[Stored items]
╔══

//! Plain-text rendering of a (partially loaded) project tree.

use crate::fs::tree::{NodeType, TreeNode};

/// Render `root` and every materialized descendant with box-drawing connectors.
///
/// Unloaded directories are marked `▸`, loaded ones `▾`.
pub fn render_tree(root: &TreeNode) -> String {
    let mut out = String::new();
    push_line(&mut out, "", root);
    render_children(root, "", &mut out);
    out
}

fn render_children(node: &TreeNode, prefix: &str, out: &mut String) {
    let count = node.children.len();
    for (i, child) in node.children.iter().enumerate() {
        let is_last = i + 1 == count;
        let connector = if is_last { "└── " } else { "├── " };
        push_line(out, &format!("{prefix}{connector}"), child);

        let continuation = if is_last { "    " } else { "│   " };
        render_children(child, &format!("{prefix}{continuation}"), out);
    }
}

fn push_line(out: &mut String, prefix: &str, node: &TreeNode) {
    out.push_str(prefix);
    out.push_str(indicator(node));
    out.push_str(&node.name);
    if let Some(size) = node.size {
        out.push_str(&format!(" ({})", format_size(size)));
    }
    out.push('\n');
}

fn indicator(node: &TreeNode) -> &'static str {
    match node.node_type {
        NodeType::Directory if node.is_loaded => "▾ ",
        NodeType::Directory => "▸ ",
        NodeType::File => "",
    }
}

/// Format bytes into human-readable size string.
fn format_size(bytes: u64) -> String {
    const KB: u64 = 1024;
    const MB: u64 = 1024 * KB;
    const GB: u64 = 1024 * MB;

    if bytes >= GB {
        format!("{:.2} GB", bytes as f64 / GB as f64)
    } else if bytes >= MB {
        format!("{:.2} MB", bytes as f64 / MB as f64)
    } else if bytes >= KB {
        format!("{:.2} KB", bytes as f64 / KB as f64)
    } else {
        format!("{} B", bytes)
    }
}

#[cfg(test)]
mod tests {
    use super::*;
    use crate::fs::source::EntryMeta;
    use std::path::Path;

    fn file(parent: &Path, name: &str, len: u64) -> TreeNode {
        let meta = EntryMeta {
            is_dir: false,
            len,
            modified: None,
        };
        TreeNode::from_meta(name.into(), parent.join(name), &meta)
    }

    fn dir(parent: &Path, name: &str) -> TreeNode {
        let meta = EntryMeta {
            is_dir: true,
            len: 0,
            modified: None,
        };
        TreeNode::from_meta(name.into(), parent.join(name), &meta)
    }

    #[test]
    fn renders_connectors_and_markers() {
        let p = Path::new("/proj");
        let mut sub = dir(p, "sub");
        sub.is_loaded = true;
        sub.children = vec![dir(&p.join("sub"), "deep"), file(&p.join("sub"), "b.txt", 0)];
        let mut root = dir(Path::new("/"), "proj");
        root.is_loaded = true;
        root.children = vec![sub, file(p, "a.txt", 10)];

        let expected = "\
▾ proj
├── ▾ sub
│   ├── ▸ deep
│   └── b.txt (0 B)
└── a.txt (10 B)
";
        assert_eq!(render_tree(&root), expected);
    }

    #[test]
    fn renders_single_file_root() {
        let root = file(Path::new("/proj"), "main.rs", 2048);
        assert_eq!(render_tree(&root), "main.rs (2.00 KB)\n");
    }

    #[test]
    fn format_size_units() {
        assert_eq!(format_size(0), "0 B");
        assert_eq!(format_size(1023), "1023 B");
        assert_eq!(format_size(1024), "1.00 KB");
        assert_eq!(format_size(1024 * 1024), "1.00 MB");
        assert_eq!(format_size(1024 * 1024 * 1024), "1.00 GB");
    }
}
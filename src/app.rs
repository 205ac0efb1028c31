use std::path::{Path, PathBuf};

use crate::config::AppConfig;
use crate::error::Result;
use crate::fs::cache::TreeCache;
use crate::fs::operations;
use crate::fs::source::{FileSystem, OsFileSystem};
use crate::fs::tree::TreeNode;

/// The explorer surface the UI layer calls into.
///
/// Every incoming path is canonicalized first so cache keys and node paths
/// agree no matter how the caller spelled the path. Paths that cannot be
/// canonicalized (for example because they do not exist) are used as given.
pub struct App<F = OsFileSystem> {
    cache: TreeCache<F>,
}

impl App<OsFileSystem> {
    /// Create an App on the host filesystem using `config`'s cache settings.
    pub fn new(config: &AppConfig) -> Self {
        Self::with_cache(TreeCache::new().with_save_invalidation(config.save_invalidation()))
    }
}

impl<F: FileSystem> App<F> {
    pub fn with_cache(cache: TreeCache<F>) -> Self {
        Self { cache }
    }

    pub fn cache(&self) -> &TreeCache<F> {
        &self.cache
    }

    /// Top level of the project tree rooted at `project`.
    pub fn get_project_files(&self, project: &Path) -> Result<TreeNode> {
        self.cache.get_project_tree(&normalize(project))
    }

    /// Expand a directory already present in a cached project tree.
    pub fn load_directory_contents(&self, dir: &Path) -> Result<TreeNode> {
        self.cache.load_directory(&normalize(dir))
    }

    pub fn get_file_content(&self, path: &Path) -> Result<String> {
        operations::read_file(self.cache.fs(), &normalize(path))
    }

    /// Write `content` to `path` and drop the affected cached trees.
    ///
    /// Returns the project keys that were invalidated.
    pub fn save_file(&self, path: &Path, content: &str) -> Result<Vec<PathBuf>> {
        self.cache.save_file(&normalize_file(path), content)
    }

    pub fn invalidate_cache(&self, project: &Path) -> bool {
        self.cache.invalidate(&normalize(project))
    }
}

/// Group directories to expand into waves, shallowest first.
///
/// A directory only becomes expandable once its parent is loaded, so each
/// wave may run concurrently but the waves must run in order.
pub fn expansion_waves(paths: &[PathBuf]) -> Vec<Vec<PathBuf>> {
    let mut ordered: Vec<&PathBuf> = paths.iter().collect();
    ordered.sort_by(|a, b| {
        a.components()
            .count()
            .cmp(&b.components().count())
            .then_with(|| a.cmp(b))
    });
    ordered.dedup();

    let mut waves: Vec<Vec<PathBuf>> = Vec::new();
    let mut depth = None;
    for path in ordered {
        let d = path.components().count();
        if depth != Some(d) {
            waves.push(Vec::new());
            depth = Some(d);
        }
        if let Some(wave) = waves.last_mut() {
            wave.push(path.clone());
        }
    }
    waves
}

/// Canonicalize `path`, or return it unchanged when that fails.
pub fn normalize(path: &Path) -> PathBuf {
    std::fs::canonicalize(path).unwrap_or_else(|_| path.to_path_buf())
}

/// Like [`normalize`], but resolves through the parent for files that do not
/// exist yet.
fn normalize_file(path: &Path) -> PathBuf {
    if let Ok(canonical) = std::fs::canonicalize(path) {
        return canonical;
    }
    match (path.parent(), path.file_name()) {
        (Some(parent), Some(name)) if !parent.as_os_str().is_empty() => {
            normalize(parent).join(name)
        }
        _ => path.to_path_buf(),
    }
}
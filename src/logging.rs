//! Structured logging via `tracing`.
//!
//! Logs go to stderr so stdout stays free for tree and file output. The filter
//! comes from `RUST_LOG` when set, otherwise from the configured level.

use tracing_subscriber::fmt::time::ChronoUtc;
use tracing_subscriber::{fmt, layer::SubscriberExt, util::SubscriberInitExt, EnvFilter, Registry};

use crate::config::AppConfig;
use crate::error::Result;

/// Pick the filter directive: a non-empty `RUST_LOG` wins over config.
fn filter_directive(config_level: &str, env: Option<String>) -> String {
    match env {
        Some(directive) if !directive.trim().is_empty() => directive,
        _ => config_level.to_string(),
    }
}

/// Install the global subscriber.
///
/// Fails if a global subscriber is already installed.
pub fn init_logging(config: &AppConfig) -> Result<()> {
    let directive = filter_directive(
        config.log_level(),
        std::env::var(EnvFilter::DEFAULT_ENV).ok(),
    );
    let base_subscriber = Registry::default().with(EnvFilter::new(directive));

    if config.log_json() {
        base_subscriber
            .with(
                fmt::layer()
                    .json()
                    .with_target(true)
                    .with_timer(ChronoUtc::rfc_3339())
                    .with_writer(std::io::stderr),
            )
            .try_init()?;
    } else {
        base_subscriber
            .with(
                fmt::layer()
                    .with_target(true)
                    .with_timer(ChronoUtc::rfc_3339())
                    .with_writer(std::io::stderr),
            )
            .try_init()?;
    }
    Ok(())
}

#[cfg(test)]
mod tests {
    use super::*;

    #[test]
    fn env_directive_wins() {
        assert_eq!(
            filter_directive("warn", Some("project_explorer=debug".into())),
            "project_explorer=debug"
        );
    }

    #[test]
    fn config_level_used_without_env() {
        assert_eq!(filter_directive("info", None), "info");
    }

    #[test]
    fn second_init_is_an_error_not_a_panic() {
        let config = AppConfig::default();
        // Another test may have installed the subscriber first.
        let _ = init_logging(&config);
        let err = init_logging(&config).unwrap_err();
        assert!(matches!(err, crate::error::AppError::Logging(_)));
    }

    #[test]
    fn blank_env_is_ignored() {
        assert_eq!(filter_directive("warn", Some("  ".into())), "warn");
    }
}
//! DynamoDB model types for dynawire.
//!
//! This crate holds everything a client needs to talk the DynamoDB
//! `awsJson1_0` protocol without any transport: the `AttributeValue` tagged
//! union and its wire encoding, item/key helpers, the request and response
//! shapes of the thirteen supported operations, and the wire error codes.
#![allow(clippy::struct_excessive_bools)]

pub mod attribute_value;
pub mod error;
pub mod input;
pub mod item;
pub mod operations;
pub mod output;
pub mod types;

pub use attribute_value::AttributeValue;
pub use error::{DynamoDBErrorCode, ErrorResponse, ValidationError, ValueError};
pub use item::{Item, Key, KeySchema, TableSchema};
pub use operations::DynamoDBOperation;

╚══

**TASK BRIEF:**
Set out exactly the run of lines that begins at the line holding "talk the DynamoDB" and ends at the last line of the data.

**RESULT:**
//! This crate holds everything a client needs to talk the DynamoDB
//! `awsJson1_0` protocol without any transport: the `AttributeValue` tagged
//! union and its wire encoding, item/key helpers, the request and response
//! shapes of the thirteen supported operations, and the wire error codes.
#![allow(clippy::struct_excessive_bools)]

pub mod attribute_value;
pub mod error;
pub mod input;
pub mod item;
pub mod operations;
pub mod output;
pub mod types;

pub use attribute_value::AttributeValue;
pub use error::{DynamoDBErrorCode, ErrorResponse, ValidationError, ValueError};
pub use item::{Item, Key, KeySchema, TableSchema};
pub use operations::DynamoDBOperation;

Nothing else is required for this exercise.